# AIM OF THE EXERCISE
For the records that follow, please set down exactly the lines between the one holding "fn door(lock: Option<KeyColor>)" and the one holding "let (top, size)", inclusive, and only those.

LISTED ENTRIES section start

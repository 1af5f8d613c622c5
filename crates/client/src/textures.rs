//! Procedural placeholder art.
//!
//! Every texture is generated at startup from a few patterns, so the client
//! runs without image assets.
use std::collections::{BTreeMap, HashMap};

use raycast_core::{
    DoorLock, GameConfig, KeyColor, PickupKind, Rgba, SpriteTexture, Texture, TextureOracle, WeaponKind,
    pickup::DROP_AMMO,
};

const SIZE: u32 = 32;
const CLEAR: Rgba = Rgba::TRANSPARENT;

/// Wall codes that get a generated texture. Other codes use the flat fallback.
const WALL_CODES: core::ops::RangeInclusive<u16> = 1..=9;
/// Frames in an enemy sheet.
const ENEMY_FRAMES: u8 = 14;

pub struct ProceduralTextures {
    walls: BTreeMap<u16, Texture>,
    door_frame: Texture,
    floor: Texture,
    ceiling: Texture,
    sprites: HashMap<SpriteTexture, Texture>,
}

impl ProceduralTextures {
    pub fn new() -> Self {
        let walls = WALL_CODES.map(|code| (code, wall(code))).collect();

        let mut sprites = HashMap::new();
        for color in [KeyColor::Blue, KeyColor::Red, KeyColor::Gold] {
            let kind = PickupKind::Key(color);
            sprites.insert(SpriteTexture::Pickup(kind), key(key_rgb(color)));
        }
        for kind in [WeaponKind::Knife, WeaponKind::Pistol, WeaponKind::Rifle] {
            sprites.insert(SpriteTexture::Pickup(PickupKind::Weapon(kind)), weapon(kind));
        }
        for amount in [10, 25] {
            sprites.insert(SpriteTexture::Pickup(PickupKind::Health(amount)), health(amount));
        }
        for (weapon, amount) in [
            (WeaponKind::Pistol, 15),
            (WeaponKind::Rifle, 10),
            (WeaponKind::Pistol, DROP_AMMO),
            (WeaponKind::Rifle, DROP_AMMO),
        ] {
            let kind = PickupKind::Ammo { weapon, amount };
            sprites.insert(SpriteTexture::Pickup(kind), ammo(weapon, amount));
        }
        for letter in ('A'..='Z').chain('a'..='z') {
            sprites.insert(SpriteTexture::Decoration(letter), decoration(letter));
        }
        for frame in 0..ENEMY_FRAMES {
            for octant in 0..GameConfig::ENEMY_OCTANTS {
                sprites.insert(SpriteTexture::Enemy { frame, octant }, guard(frame, octant));
            }
        }

        Self {
            walls,
            door_frame: Texture::from_fn(SIZE, SIZE, |x, _| {
                if x % 8 == 0 { Rgba::rgb(70, 70, 80) } else { Rgba::rgb(110, 110, 125) }
            }),
            floor: Texture::from_fn(SIZE, SIZE, |x, y| checker(x, y, 8, Rgba::rgb(96, 96, 96), Rgba::rgb(84, 84, 84))),
            ceiling: Texture::solid(SIZE, SIZE, Rgba::rgb(48, 48, 56)),
            sprites,
        }
    }

    pub fn sprite_count(&self) -> usize {
        self.sprites.len()
    }
}

impl Default for ProceduralTextures {
    fn default() -> Self {
        Self::new()
    }
}

impl TextureOracle for ProceduralTextures {
    fn wall(&self, code: u16) -> Option<&Texture> {
        self.walls.get(&code)
    }

    fn door_frame(&self) -> Option<&Texture> {
        Some(&self.door_frame)
    }

    fn floor(&self) -> Option<&Texture> {
        Some(&self.floor)
    }

    fn ceiling(&self) -> Option<&Texture> {
        Some(&self.ceiling)
    }

    fn sprite(&self, key: SpriteTexture) -> Option<&Texture> {
        self.sprites.get(&key)
    }
}

// ============================================================================
// Patterns
// ============================================================================

fn checker(x: u32, y: u32, cell: u32, a: Rgba, b: Rgba) -> Rgba {
    if (x / cell + y / cell) % 2 == 0 { a } else { b }
}

fn key_rgb(color: KeyColor) -> Rgba {
    match color {
        KeyColor::Blue => Rgba::rgb(60, 90, 230),
        KeyColor::Red => Rgba::rgb(220, 40, 40),
        KeyColor::Gold => Rgba::rgb(235, 190, 40),
    }
}

fn wall(code: u16) -> Texture {
    match DoorLock::from_code(code) {
        Some(lock) => door(lock.required_key()),
        None => {
            let base = match code % 5 {
                1 => Rgba::rgb(150, 60, 50),
                2 => Rgba::rgb(120, 120, 130),
                3 => Rgba::rgb(70, 110, 70),
                4 => Rgba::rgb(90, 80, 140),
                _ => Rgba::rgb(140, 120, 80),
            };
            let mortar = base.shade(0.55);
            Texture::from_fn(SIZE, SIZE, |x, y| {
                let row = y / 8;
                let offset = if row % 2 == 0 { 0 } else { 8 };
                if y % 8 == 0 || (x + offset) % 16 == 0 { mortar } else { base }
            })
        }
    }
}

fn door(lock: Option<KeyColor>) -> Texture {
    let steel = Rgba::rgb(80, 110, 120);
    let trim = steel.shade(0.6);
    Texture::from_fn(SIZE, SIZE, |x, y| {
        let band = (12..20).contains(&y);
        match lock {
            Some(color) if band && (4..28).contains(&x) => key_rgb(color),
            _ if x < 2 || x >= SIZE - 2 || y < 2 || y >= SIZE - 2 => trim,
            _ => steel,
        }
    })
}

/// Draws a filled box into a transparent canvas.
fn boxed(color: Rgba, left: u32, top: u32, right: u32, bottom: u32) -> impl Fn(u32, u32) -> Rgba {
    move |x, y| {
        if (left..right).contains(&x) && (top..bottom).contains(&y) { color } else { CLEAR }
    }
}

fn key(color: Rgba) -> Texture {
    Texture::from_fn(SIZE, SIZE, |x, y| {
        let ring = (10..22).contains(&x) && (16..24).contains(&y) && !((13..19).contains(&x) && (18..22).contains(&y));
        let shaft = (14..18).contains(&x) && (24..31).contains(&y);
        let tooth = (18..21).contains(&x) && (27..29).contains(&y);
        if ring || shaft || tooth { color } else { CLEAR }
    })
}

fn weapon(kind: WeaponKind) -> Texture {
    let metal = Rgba::rgb(150, 150, 160);
    let grip = Rgba::rgb(90, 60, 40);
    match kind {
        WeaponKind::Knife => Texture::from_fn(SIZE, SIZE, |x, y| match (x, y) {
            (8..22, 25..27) => metal,
            (22..28, 24..28) => grip,
            _ => CLEAR,
        }),
        WeaponKind::Pistol => Texture::from_fn(SIZE, SIZE, |x, y| match (x, y) {
            (8..24, 22..25) => metal,
            (18..23, 25..31) => grip,
            _ => CLEAR,
        }),
        WeaponKind::Rifle => Texture::from_fn(SIZE, SIZE, |x, y| match (x, y) {
            (2..28, 23..26) => metal,
            (20..30, 24..29) => grip,
            (12..15, 26..30) => metal,
            _ => CLEAR,
        }),
    }
}

fn health(amount: u32) -> Texture {
    let (top, size) = if amount >= 25 { (14, 16) } else { (20, 10) };
    let left = (SIZE - size) / 2;
    let white = boxed(Rgba::rgb(235, 235, 235), left, top, left + size, top + size);
    let mid = left + size / 2;
    let vmid = top + size / 2;
    Texture::from_fn(SIZE, SIZE, |x, y| {
        let cross = (x + 2 > mid && x < mid + 2 && (top + 2..top + size - 2).contains(&y))
            || (y + 2 > vmid && y < vmid + 2 && (left + 2..left + size - 2).contains(&x));
        if cross { Rgba::rgb(200, 30, 30) } else { white(x, y) }
    })
}

fn ammo(weapon: WeaponKind, amount: u32) -> Texture {
    let shell = match weapon {
        WeaponKind::Rifle => Rgba::rgb(180, 140, 60),
        _ => Rgba::rgb(200, 170, 90),
    };
    let width = 6 + amount.min(15);
    let left = (SIZE - width) / 2;
    let body = boxed(Rgba::rgb(70, 90, 50), left, 22, left + width, SIZE);
    Texture::from_fn(SIZE, SIZE, |x, y| {
        if (left..left + width).contains(&x) && (19..22).contains(&y) && x % 3 != 0 {
            shell
        } else {
            body(x, y)
        }
    })
}

fn decoration(letter: char) -> Texture {
    // Spread hues by letter so neighbors differ.
    let seed = letter as u32;
    let color = Rgba::rgb((seed * 53 % 160 + 60) as u8, (seed * 97 % 160 + 60) as u8, (seed * 29 % 160 + 60) as u8);
    let stem = color.shade(0.6);
    Texture::from_fn(SIZE, SIZE, |x, y| {
        let dx = x as i32 - 16;
        let dy = y as i32 - 10;
        if dx * dx + dy * dy < 64 {
            color
        } else if ((15..17).contains(&x) && y >= 10) || (y >= SIZE - 2 && (10..22).contains(&x)) {
            stem
        } else {
            CLEAR
        }
    })
}

fn guard(frame: u8, octant: u8) -> Texture {
    let uniform = match frame {
        8 | 9 => Rgba::rgb(200, 120, 100),
        10..=13 => Rgba::rgb(100, 70, 60),
        _ => Rgba::rgb(120, 100, 60),
    };
    let skin = Rgba::rgb(220, 180, 140);
    let muzzle = Rgba::rgb(255, 230, 120);
    // Dead frames sink toward the floor.
    let sink = u32::from(frame.saturating_sub(9)) * 5;
    // Facing shifts the face pixel so the octant is visible.
    let face = 12 + u32::from(octant % 4) * 2;
    Texture::from_fn(SIZE, SIZE, move |x, y| {
        let y = match y.checked_sub(sink) {
            Some(y) => y,
            None => return CLEAR,
        };
        let head = (12..20).contains(&x) && (2..9).contains(&y);
        let body = (9..23).contains(&x) && (9..22).contains(&y);
        let legs = ((10..15).contains(&x) || (17..22).contains(&x)) && (22..32).contains(&y);
        if frame == 6 && (22..26).contains(&x) && (12..15).contains(&y) {
            muzzle
        } else if head && x == face && y == 5 && octant < 4 {
            Rgba::BLACK
        } else if head {
            skin
        } else if body || legs {
            uniform
        } else {
            CLEAR
        }
    })
}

LISTED ENTRIES section end

# SOLUTION TO THE EXERCISE
fn door(lock: Option<KeyColor>) -> Texture {
    let steel = Rgba::rgb(80, 110, 120);
    let trim = steel.shade(0.6);
    Texture::from_fn(SIZE, SIZE, |x, y| {
        let band = (12..20).contains(&y);
        match lock {
            Some(color) if band && (4..28).contains(&x) => key_rgb(color),
            _ if x < 2 || x >= SIZE - 2 || y < 2 || y >= SIZE - 2 => trim,
            _ => steel,
        }
    })
}

/// Draws a filled box into a transparent canvas.
fn boxed(color: Rgba, left: u32, top: u32, right: u32, bottom: u32) -> impl Fn(u32, u32) -> Rgba {
    move |x, y| {
        if (left..right).contains(&x) && (top..bottom).contains(&y) { color } else { CLEAR }
    }
}

fn key(color: Rgba) -> Texture {
    Texture::from_fn(SIZE, SIZE, |x, y| {
        let ring = (10..22).contains(&x) && (16..24).contains(&y) && !((13..19).contains(&x) && (18..22).contains(&y));
        let shaft = (14..18).contains(&x) && (24..31).contains(&y);
        let tooth = (18..21).contains(&x) && (27..29).contains(&y);
        if ring || shaft || tooth { color } else { CLEAR }
    })
}

fn weapon(kind: WeaponKind) -> Texture {
    let metal = Rgba::rgb(150, 150, 160);
    let grip = Rgba::rgb(90, 60, 40);
    match kind {
        WeaponKind::Knife => Texture::from_fn(SIZE, SIZE, |x, y| match (x, y) {
            (8..22, 25..27) => metal,
            (22..28, 24..28) => grip,
            _ => CLEAR,
        }),
        WeaponKind::Pistol => Texture::from_fn(SIZE, SIZE, |x, y| match (x, y) {
            (8..24, 22..25) => metal,
            (18..23, 25..31) => grip,
            _ => CLEAR,
        }),
        WeaponKind::Rifle => Texture::from_fn(SIZE, SIZE, |x, y| match (x, y) {
            (2..28, 23..26) => metal,
            (20..30, 24..29) => grip,
            (12..15, 26..30) => metal,
            _ => CLEAR,
        }),
    }
}

fn health(amount: u32) -> Texture {
    let (top, size) = if amount >= 25 { (14, 16) } else { (20, 10) };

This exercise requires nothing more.